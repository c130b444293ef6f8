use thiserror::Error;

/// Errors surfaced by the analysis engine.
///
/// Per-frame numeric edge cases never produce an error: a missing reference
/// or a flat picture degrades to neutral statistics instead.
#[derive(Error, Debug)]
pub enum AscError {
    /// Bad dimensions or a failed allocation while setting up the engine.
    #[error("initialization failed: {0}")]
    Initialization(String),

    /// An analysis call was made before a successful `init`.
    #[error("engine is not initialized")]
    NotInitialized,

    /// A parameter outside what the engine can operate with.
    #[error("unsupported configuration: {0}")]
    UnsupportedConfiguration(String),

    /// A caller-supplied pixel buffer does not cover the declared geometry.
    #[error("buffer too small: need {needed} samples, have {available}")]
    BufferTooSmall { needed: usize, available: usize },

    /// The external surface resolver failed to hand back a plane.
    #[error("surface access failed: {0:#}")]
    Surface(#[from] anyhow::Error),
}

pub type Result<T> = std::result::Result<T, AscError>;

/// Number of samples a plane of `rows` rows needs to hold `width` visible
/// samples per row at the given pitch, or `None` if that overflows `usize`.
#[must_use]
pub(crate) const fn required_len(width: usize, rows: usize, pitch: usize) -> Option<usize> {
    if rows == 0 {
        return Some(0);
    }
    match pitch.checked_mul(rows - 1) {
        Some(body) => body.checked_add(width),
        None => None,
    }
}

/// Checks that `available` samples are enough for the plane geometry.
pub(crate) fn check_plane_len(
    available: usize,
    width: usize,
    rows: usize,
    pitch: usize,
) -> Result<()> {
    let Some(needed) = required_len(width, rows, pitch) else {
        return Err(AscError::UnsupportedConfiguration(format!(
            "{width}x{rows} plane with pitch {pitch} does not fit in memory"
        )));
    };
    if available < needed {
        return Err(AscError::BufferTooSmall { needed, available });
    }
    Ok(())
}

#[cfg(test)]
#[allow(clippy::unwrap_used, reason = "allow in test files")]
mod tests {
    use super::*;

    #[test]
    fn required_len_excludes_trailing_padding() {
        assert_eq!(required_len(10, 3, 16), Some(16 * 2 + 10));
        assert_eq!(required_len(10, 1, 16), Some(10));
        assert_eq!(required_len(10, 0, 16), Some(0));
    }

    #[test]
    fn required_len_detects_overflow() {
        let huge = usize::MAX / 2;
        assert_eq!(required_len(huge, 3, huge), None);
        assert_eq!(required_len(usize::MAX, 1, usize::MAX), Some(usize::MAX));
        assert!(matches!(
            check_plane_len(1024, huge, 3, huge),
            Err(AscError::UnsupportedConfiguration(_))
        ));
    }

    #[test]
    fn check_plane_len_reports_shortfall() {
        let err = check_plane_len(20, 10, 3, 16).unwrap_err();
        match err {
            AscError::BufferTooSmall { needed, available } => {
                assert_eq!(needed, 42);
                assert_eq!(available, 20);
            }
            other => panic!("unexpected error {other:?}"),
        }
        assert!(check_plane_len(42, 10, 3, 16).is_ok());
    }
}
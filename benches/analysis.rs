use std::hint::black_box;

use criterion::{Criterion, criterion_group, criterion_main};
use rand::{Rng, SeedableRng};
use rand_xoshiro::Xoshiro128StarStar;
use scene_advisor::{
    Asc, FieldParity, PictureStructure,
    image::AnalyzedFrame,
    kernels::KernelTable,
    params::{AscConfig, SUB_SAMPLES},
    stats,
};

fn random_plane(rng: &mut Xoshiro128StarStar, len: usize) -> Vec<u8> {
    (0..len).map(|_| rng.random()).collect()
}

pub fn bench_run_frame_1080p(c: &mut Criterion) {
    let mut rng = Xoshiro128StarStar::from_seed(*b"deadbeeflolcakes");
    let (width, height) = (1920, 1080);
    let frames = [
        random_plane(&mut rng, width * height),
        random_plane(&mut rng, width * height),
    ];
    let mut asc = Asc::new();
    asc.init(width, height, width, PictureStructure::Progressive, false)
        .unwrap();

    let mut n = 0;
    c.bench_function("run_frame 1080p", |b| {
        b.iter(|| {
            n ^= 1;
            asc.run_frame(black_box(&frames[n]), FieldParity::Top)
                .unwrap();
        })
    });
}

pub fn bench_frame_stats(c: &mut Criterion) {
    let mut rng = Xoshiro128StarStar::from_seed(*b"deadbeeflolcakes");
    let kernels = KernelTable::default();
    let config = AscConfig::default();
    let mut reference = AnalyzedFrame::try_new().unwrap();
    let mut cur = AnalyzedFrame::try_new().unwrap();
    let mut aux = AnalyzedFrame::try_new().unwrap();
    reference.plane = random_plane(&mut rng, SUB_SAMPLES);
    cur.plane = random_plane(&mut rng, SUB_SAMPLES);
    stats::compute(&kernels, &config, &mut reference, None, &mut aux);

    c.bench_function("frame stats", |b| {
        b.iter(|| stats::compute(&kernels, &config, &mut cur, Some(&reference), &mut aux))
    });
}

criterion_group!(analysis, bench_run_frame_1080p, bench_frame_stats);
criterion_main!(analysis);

* [WHAT IS REQUIRED]: Give back, word for word, only the lines above from the line holding "a missing reference" to the line holding "can operate with.", both included.

* [RESPONSE AREA]:
/// Per-frame numeric edge cases never produce an error: a missing reference
/// or a flat picture degrades to neutral statistics instead.
#[derive(Error, Debug)]
pub enum AscError {
    /// Bad dimensions or a failed allocation while setting up the engine.
    #[error("initialization failed: {0}")]
    Initialization(String),

    /// An analysis call was made before a successful `init`.
    #[error("engine is not initialized")]
    NotInitialized,

    /// A parameter outside what the engine can operate with.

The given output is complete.